Disaat itu pula Putri Karang Melenu sedang bertenun dengan ibundanya, dia bercerita kepada
ibunya tentang mimpinya yaitu jarinya digigit tedung ari dan pinggangnya dibelit tedung wulan,
dan ibunya menjawab tidak berapa lama lagi ada jejaka yang meminang Putri. Aji Batura sampai
di rumah sang putri dan berkata "aku datang ke sini untuk mencari ayam jago ku yang telah
masuk di kandang ayam pemilik rumah ini" dan Babu Jaruma menjawab "tiada ayam Andika
disini" dan Aji pun berkata "itu ayamku, aku kenal betul bunyi kokoknya" . Aji membuka
matanya dan melihat ke kanan, ke kiri, dan ke atas terlihat tempayan besar di atas dan berkata
hatinya bahwa yang dicari terdapat di tempayan itu Aji pun berkata "hai tempayan terbukalah
engkau". Sang Putri keluar dari dalam tempayan dan masuk ke dalam tiang namun Aji tidak
berputus asa, dan terus mengikuti Putri, mereka pun kejar-mengejar, itu terjadi dengan ramai
dalam benda-benda padat. Aji membawa Putri naik ayunan sambil berayun bersama. Aji berkata
"Engkaulah Putri idamanku" dan Putri membalas di dalam hatinya "Rupanya engkau tedung ari
yang menggigit jariku dalam mimpi" aji berkata lagi "engkau adalah calon istri yang selama ini
kucari". Putri berkata "hai, Aji, jika benar engkau kehendak memperistrikan patik sebaiknya
andika pulang dahulu ke negeri andika kemudian baru andika menyuruh orang tua andika
melamar kepada kedua orang tua patik". Aji bersukacita mendengar suara merdu Putri yang tidak
menolak lamarannya.
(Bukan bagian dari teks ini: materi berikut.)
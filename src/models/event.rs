//! Event model.

use chrono::{DateTime, NaiveDate, Utc};
use serde::{Deserialize, Deserializer, Serialize};

use super::EventId;
use crate::datefmt;

/// A fight night from the `events` table.
#[derive(Debug, Clone, Default, PartialEq, Serialize, Deserialize)]
pub struct Event {
    pub id: EventId,

    #[serde(default)]
    pub name: String,

    /// Scheduled start (UTC); `None` while the date is still to be announced
    #[serde(default, deserialize_with = "lenient_timestamp")]
    pub datetime: Option<DateTime<Utc>>,

    #[serde(default)]
    pub venue: Option<String>,

    /// City / region
    #[serde(default)]
    pub location: Option<String>,

    /// Promotion running the card (e.g. "UFC")
    #[serde(default)]
    pub promotion: Option<String>,

    #[serde(default)]
    pub mma_bouts: Option<String>,

    #[serde(default)]
    pub img_url: Option<String>,

    /// Broadcast info (e.g. "Pay Per View + ESPN+")
    #[serde(default)]
    pub broadcast: Option<String>,
}

impl Event {
    pub fn new(id: impl Into<EventId>, name: impl Into<String>) -> Self {
        Self {
            id: id.into(),
            name: name.into(),
            ..Default::default()
        }
    }

    /// Builder method to set the start time.
    pub fn with_datetime(mut self, datetime: DateTime<Utc>) -> Self {
        self.datetime = Some(datetime);
        self
    }

    /// Builder method to set venue and location.
    pub fn with_venue(mut self, venue: &str, location: &str) -> Self {
        self.venue = Some(venue.to_string());
        self.location = Some(location.to_string());
        self
    }

    /// Builder method to set the promotion.
    pub fn with_promotion(mut self, promotion: &str) -> Self {
        self.promotion = Some(promotion.to_string());
        self
    }

    /// Calendar date of the event in UTC.
    pub fn date(&self) -> Option<NaiveDate> {
        self.datetime.map(|dt| dt.date_naive())
    }

    /// Whether the event starts on or after the given day.
    pub fn is_upcoming(&self, today: NaiveDate) -> bool {
        self.date().is_some_and(|d| d >= today)
    }
}

fn lenient_timestamp<'de, D>(deserializer: D) -> Result<Option<DateTime<Utc>>, D::Error>
where
    D: Deserializer<'de>,
{
    let raw = Option::<String>::deserialize(deserializer)?;
    Ok(raw.as_deref().and_then(datefmt::parse_timestamp))
}
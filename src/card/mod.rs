//! Fight card derivation: main event selection and undercard split.

use serde::Serialize;
use tracing::warn;

use crate::models::Fight;

/// The first fight tagged as main event, if any.
///
/// Cards are expected to carry at most one main event; when several are
/// tagged the first in list order wins.
pub fn select_main_event(fights: &[Fight]) -> Option<&Fight> {
    fights.iter().find(|f| f.is_main_event())
}

/// A card split into its headliner and the remaining bouts.
///
/// Computed once per load and handed to renderers.
#[derive(Debug, Clone, Default, PartialEq, Serialize)]
pub struct FightCard {
    pub main_event: Option<Fight>,
    /// Every other bout, in list order
    pub undercard: Vec<Fight>,
    /// Number of fights tagged main event in the source rows
    pub main_event_tags: usize,
}

impl FightCard {
    pub fn from_fights(fights: Vec<Fight>) -> Self {
        let main_event_tags = fights.iter().filter(|f| f.is_main_event()).count();
        if main_event_tags > 1 {
            warn!(
                tagged = main_event_tags,
                "Card has more than one main event; using the first"
            );
        }

        let main_index = fights.iter().position(Fight::is_main_event);
        let mut main_event = None;
        let mut undercard = Vec::with_capacity(fights.len());
        for (i, fight) in fights.into_iter().enumerate() {
            if Some(i) == main_index {
                main_event = Some(fight);
            } else if !fight.is_main_event() {
                undercard.push(fight);
            }
        }

        Self {
            main_event,
            undercard,
            main_event_tags,
        }
    }

    pub fn is_empty(&self) -> bool {
        self.main_event.is_none() && self.undercard.is_empty()
    }

    pub fn len(&self) -> usize {
        self.undercard.len() + usize::from(self.main_event.is_some())
    }
}
//! # MMA Directory
//!
//! A read-only directory of mixed martial arts events, fighters and rankings,
//! served as JSON over HTTP and from the command line.
//!
//! ## Architecture
//!
//! - **models**: Core records (events, fights, fighters, promotion records, rankings)
//! - **calculate**: Fighter statistics and record arithmetic
//! - **datefmt**: Eastern-time display formatting and countdowns
//! - **directory**: Search, filter, sort and bucket listings
//! - **rankings**: Division tables and pound-for-pound composition
//! - **card**: Main event and undercard split
//! - **source**: Data source seam (hosted REST backend or local snapshot)
//! - **views**: Page-level view models assembled from a data source
//! - **api**: REST API endpoints
//! - **config**: Configuration loading and validation

pub mod api;
pub mod calculate;
pub mod card;
pub mod config;
pub mod datefmt;
pub mod directory;
pub mod models;
pub mod rankings;
pub mod source;
pub mod views;

pub use models::*;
Aji bersama kedua punakawannya berangkat ke Jahitan Layar untuk lapor
kepada orang tuanya, tentang lamarannya. di negeri Hulu Dusun telah berjejalan rakyat yang
ingin melihat utusan dari Jahitan Layar, beberapa saat kemudian rombongan pejalan kaki yang
merupakan utusan aji sampai ke rumah petinggi Hulu Dusun di Melanti. Kedua suami istri baru
itu hidup berkasih-kasihan, hormat-menghormati, dan indah mengindahkan. Dari perkawinan
tersebut lahirlah seorang anak yang sangat rupawan yang diberi nama Paduka Nira.